When Auto is enabled for code repositories, the step detects these values using git:

  • To detect the target, the step runs git config --get remote.origin.url.
  • To detect the variant, the step runs git rev-parse --abbrev-ref HEAD. The default assumption is that the HEAD branch is the one you want to scan.

Note the following:

  • Auto is not available when the Scan Mode is Ingestion.
  • By default, Auto is selected when you add the step. You can change this setting if needed.

Name

The identifier for the target, such as codebaseAlpha or jsmith/myalphaservice. Descriptive target names make it much easier to navigate your scan data in the STO UI.

It is good practice to specify a baseline for every target.

Variant

The identifier for the specific variant to scan. This is usually the branch name, image tag, or product version. Harness maintains a historical trend for each variant.

Workspace

The workspace path on the pod running the scan step. The workspace path is /harness by default.

You can override this if you want to scan only a subset of the workspace. For example, suppose the pipeline publishes artifacts to a subfolder /tmp/artifacts and you want to scan these artifacts only. In this case, you can specify the workspace path as /harness/tmp/artifacts.

Additionally, you can specify individual files to scan as well. For instance, if you only want to scan a specific file like /tmp/iac/infra.tf, you can specify the workspace path as /harness/tmp/iac/infra.tf

Ingestion File

The path to your scan results when running an Ingestion scan, for example /shared/scan_results/myscan.latest.sarif.

  • The data file must be in a supported format for the scanner.

  • The data file must be accessible to the scan step. It's good practice to save your results files to a shared path in your stage. In the visual editor, go to the stage where you're running the scan. Then go to Overview > Shared Paths. You can also add the path to the YAML stage definition like this:

        - stage:
    spec:
    sharedPaths:
    - /shared/scan_results

The ingestion file must be in JSON format.

Log Level

The minimum severity of the messages you want to include in your scan logs. You can specify one of the following:

  • DEBUG
  • INFO
  • WARNING
  • ERROR

Fail on Severity

Every STO scan step has a Fail on Severity setting. If the scan finds any vulnerability with the specified severity level or higher, the pipeline fails automatically. You can specify one of the following:

  • CRITICAL
  • HIGH
  • MEDIUM
  • LOW
  • INFO
  • NONE — Do not fail on severity

The YAML definition looks like this: fail_on_severity : critical # | high | medium | low | info | none

Additional Configuration

The fields under Additional Configuration vary based on the type of infrastructure. Depending on the infrastructure type selected, some fields may or may not appear in your settings. Below are the details for each field

Advanced settings

In the Advanced settings, you can use the following options:

Proxy settings

This step supports Harness Secure Connect if you're using Harness Cloud infrastructure. During the Secure Connect setup, the HTTPS_PROXY and HTTP_PROXY variables are automatically configured to route traffic through the secure tunnel. If there are specific addresses that you want to bypass the Secure Connect proxy, you can define those in the NO_PROXY variable. This can be configured in the Settings of your step.

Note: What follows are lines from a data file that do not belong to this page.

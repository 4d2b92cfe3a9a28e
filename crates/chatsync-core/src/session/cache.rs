//! Ordered, identifier-unique session cache.
//!
//! Pure data structure with no locking and no I/O. The manager serializes
//! access to it and decides when gateway results are applied.

use chatsync_types::chat::{Message, Session};
use tracing::debug;

/// The client's replica of the scoped user's session list.
///
/// Order is the gateway's list order followed by sessions created since the
/// last full refresh. Identifiers are unique.
#[derive(Debug, Clone, Default)]
pub struct SessionCache {
    sessions: Vec<Session>,
}

impl SessionCache {
    pub fn new() -> Self {
        Self::default()
    }

    pub fn len(&self) -> usize {
        self.sessions.len()
    }

    pub fn is_empty(&self) -> bool {
        self.sessions.is_empty()
    }

    pub fn sessions(&self) -> &[Session] {
        &self.sessions
    }

    pub fn get(&self, session_id: &str) -> Option<&Session> {
        self.sessions.iter().find(|s| s.session_id == session_id)
    }

    pub fn contains(&self, session_id: &str) -> bool {
        self.get(session_id).is_some()
    }

    fn get_mut(&mut self, session_id: &str) -> Option<&mut Session> {
        self.sessions.iter_mut().find(|s| s.session_id == session_id)
    }

    /// Replace the whole list with a fresh gateway listing.
    ///
    /// Later duplicates of an identifier are dropped so the cache stays
    /// unique. Returns the number of sessions kept.
    pub fn replace_all(&mut self, sessions: Vec<Session>) -> usize {
        let mut unique: Vec<Session> = Vec::with_capacity(sessions.len());
        for session in sessions {
            if unique.iter().any(|s| s.session_id == session.session_id) {
                debug!(session_id = %session.session_id, "Dropping duplicate session from listing");
                continue;
            }
            unique.push(session);
        }
        self.sessions = unique;
        self.sessions.len()
    }

    /// Append a newly created session, or replace the entry already holding
    /// its identifier. Returns `true` when the session was appended.
    pub fn insert(&mut self, session: Session) -> bool {
        match self.get_mut(&session.session_id) {
            Some(existing) => {
                *existing = session;
                false
            }
            None => {
                self.sessions.push(session);
                true
            }
        }
    }

    /// Set a session's display name. Returns the previous name, or `None`
    /// when the session is not cached.
    pub fn rename(&mut self, session_id: &str, new_name: &str) -> Option<String> {
        let session = self.get_mut(session_id)?;
        Some(std::mem::replace(&mut session.name, new_name.to_string()))
    }

    pub fn remove(&mut self, session_id: &str) -> Option<Session> {
        let index = self
            .sessions
            .iter()
            .position(|s| s.session_id == session_id)?;
        Some(self.sessions.remove(index))
    }

    /// Store a complete message listing on a session.
    ///
    /// Returns `false` (and stores nothing) when the session is not cached.
    pub fn store_messages(&mut self, session_id: &str, messages: Vec<Message>) -> bool {
        match self.get_mut(session_id) {
            Some(session) => {
                session.messages = Some(messages);
                true
            }
            None => false,
        }
    }

    /// Cached messages of a session; `None` if never fetched or not cached.
    pub fn messages(&self, session_id: &str) -> Option<&[Message]> {
        self.get(session_id)?.messages.as_deref()
    }
}
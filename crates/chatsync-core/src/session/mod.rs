//! Client-side session cache and the manager that keeps it in sync.
//!
//! `cache` is the plain ordered data structure; `manager` wraps it with the
//! locking and gateway orchestration every public operation goes through.

pub mod cache;
pub mod manager;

If you need to configure a different proxy (not using Secure Connect), you can manually set the HTTPS_PROXY, HTTP_PROXY, and NO_PROXY variables in the Settings of your step.

Definitions of Proxy variables:

  • HTTPS_PROXY: Specify the proxy server for HTTPS requests, example https://sc.internal.harness.io:30000
  • HTTP_PROXY: Specify the proxy server for HTTP requests, example http://sc.internal.harness.io:30000
  • NO_PROXY: Specify the domains as comma-separated values that should bypass the proxy. This allows you to exclude certain traffic from being routed through the proxy.